(Stored data entries)

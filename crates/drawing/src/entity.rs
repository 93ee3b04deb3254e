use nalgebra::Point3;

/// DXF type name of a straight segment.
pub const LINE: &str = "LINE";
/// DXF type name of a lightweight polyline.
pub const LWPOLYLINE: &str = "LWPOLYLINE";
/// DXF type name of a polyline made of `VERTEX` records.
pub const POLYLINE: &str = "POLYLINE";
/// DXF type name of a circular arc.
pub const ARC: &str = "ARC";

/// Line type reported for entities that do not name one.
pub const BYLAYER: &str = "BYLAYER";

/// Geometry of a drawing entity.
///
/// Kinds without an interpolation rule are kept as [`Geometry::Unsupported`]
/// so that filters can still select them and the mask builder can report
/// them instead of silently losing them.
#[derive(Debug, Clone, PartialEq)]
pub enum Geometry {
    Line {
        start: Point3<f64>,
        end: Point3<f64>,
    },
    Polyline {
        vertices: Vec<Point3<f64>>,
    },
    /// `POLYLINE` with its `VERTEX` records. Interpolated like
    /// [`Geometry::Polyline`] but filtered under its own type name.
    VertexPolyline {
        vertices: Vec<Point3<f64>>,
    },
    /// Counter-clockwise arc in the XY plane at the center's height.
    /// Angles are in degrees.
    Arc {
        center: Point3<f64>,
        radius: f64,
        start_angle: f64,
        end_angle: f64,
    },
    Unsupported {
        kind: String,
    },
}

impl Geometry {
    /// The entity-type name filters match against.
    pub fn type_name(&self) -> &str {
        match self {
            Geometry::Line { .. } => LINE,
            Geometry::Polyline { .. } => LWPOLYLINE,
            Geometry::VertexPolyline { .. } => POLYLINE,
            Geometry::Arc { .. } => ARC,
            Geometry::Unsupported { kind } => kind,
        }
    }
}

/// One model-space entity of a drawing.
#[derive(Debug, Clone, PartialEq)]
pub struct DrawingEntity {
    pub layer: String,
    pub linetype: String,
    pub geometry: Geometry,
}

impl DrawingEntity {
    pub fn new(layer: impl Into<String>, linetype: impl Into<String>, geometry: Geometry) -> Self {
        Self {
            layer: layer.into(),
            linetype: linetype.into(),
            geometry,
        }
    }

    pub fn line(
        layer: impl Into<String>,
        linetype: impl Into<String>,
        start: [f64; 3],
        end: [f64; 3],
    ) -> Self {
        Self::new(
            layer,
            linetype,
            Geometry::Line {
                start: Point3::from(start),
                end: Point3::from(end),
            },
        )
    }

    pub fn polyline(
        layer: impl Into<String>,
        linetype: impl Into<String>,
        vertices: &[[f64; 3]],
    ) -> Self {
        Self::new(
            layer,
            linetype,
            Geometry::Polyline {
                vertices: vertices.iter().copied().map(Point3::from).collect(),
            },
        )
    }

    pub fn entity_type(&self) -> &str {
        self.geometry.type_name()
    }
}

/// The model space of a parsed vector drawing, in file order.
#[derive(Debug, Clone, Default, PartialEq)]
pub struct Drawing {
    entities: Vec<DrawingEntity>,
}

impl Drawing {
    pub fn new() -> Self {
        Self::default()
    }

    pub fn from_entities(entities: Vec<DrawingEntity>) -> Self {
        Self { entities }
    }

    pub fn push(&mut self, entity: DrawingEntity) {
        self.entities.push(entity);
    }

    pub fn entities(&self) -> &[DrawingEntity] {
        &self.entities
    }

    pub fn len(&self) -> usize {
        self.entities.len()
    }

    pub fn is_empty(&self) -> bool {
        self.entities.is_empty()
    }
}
...
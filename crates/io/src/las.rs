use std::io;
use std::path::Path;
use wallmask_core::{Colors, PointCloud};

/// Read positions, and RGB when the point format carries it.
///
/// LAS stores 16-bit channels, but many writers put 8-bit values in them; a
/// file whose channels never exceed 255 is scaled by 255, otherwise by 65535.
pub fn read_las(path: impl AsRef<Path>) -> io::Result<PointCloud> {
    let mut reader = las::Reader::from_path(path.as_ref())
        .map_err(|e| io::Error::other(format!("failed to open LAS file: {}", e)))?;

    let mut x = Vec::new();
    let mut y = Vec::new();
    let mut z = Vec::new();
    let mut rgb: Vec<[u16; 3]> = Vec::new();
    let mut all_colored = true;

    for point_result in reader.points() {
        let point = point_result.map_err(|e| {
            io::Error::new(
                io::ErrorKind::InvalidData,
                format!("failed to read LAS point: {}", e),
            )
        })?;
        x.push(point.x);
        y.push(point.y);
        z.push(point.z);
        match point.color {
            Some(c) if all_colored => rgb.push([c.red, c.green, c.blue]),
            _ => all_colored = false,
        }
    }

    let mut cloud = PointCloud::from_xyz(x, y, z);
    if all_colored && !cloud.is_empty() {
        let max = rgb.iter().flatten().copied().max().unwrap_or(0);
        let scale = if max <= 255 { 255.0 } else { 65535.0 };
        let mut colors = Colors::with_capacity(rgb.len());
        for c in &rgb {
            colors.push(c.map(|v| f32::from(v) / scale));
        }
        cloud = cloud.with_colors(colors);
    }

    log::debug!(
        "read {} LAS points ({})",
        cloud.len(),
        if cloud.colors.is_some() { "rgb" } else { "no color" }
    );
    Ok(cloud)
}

[Brief] Only the lines above from the one with "builder can report" up to and including the one with "of a drawing." should be repeated, exactly as written.

[Response for this exercise]
/// so that filters can still select them and the mask builder can report
/// them instead of silently losing them.
#[derive(Debug, Clone, PartialEq)]
pub enum Geometry {
    Line {
        start: Point3<f64>,
        end: Point3<f64>,
    },
    Polyline {
        vertices: Vec<Point3<f64>>,
    },
    /// `POLYLINE` with its `VERTEX` records. Interpolated like
    /// [`Geometry::Polyline`] but filtered under its own type name.
    VertexPolyline {
        vertices: Vec<Point3<f64>>,
    },
    /// Counter-clockwise arc in the XY plane at the center's height.
    /// Angles are in degrees.
    Arc {
        center: Point3<f64>,
        radius: f64,
        start_angle: f64,
        end_angle: f64,
    },
    Unsupported {
        kind: String,
    },
}

impl Geometry {
    /// The entity-type name filters match against.
    pub fn type_name(&self) -> &str {
        match self {
            Geometry::Line { .. } => LINE,
            Geometry::Polyline { .. } => LWPOLYLINE,
            Geometry::VertexPolyline { .. } => POLYLINE,
            Geometry::Arc { .. } => ARC,
            Geometry::Unsupported { kind } => kind,
        }
    }
}

/// One model-space entity of a drawing.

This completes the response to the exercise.